Stored items:
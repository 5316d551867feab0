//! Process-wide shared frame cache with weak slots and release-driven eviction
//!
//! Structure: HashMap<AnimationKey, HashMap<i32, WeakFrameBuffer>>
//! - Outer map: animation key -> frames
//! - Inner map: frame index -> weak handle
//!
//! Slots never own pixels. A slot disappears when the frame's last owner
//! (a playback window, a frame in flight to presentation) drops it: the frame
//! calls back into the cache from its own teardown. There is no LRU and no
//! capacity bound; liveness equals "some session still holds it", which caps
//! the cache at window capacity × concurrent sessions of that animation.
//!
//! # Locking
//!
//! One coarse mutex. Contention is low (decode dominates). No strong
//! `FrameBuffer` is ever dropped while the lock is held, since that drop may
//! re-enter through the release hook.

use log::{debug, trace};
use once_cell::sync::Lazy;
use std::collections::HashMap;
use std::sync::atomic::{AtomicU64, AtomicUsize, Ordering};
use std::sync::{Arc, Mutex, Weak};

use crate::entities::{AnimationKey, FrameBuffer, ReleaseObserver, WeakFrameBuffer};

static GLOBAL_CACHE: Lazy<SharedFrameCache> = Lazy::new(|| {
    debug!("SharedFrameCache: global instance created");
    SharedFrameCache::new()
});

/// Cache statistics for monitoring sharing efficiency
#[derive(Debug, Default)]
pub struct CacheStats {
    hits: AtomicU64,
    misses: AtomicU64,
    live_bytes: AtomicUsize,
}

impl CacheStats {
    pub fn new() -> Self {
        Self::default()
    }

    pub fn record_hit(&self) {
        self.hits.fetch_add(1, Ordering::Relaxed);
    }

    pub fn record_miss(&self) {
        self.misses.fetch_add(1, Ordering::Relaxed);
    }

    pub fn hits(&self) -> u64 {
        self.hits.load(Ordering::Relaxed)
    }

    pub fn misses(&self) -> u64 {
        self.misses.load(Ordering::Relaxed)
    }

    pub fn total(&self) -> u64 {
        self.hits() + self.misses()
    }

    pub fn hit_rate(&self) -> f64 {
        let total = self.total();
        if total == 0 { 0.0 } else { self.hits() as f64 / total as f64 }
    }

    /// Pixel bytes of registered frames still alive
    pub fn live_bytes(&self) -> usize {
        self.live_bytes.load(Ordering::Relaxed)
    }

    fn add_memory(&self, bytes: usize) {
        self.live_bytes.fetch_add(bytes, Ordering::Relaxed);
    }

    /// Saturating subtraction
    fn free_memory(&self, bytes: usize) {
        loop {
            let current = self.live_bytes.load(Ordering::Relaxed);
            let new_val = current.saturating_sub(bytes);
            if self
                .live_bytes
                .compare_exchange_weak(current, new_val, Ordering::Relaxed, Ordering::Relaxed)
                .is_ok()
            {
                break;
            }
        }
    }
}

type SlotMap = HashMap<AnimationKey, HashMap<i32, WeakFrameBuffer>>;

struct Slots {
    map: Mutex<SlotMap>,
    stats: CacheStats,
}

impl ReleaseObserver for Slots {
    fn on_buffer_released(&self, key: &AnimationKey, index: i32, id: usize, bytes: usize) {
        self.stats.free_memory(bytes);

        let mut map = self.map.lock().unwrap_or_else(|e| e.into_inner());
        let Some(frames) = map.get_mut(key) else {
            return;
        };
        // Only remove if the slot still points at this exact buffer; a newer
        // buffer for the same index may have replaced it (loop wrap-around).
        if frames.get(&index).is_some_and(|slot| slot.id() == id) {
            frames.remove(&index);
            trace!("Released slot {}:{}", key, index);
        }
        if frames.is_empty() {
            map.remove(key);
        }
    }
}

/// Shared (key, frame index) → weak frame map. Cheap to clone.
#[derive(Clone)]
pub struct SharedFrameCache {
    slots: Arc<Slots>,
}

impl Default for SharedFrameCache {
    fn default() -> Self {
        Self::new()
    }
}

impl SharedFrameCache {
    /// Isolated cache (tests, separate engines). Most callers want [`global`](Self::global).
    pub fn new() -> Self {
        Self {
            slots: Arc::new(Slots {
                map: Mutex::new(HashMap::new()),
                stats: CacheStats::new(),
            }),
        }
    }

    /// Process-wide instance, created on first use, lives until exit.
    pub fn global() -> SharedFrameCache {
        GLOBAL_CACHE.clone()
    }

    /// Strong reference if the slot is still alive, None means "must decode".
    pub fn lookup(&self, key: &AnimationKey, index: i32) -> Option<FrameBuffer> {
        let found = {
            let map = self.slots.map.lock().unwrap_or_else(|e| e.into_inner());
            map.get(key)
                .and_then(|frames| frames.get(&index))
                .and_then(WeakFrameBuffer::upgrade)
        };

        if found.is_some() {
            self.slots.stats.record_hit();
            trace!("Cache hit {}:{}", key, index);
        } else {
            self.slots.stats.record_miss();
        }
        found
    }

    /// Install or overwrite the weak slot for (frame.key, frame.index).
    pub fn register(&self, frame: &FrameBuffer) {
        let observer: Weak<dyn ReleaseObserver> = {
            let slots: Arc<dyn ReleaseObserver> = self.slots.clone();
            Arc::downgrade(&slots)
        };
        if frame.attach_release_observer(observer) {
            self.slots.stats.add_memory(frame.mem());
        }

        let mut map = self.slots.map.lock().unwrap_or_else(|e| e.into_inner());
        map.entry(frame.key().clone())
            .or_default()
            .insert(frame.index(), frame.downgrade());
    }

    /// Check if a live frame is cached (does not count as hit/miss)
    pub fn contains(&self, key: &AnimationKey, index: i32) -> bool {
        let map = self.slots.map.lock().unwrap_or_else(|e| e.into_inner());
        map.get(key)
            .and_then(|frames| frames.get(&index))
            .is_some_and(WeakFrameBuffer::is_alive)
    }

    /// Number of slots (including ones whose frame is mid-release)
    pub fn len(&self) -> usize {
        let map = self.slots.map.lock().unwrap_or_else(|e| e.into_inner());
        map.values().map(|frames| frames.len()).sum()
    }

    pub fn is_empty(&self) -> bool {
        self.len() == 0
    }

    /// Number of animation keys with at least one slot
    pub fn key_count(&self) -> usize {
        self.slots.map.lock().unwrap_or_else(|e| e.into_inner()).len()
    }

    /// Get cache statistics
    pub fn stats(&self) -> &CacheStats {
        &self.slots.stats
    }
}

Exercise details
All lines from the start of the entries through the line where "frame's last owner" sits should be duplicated exactly, with nothing else in the output.

Answer for the task
repository 5316d551867feab0
//! Process-wide shared frame cache with weak slots and release-driven eviction
//!
//! Structure: HashMap<AnimationKey, HashMap<i32, WeakFrameBuffer>>
//! - Outer map: animation key -> frames
//! - Inner map: frame index -> weak handle
//!
//! Slots never own pixels. A slot disappears when the frame's last owner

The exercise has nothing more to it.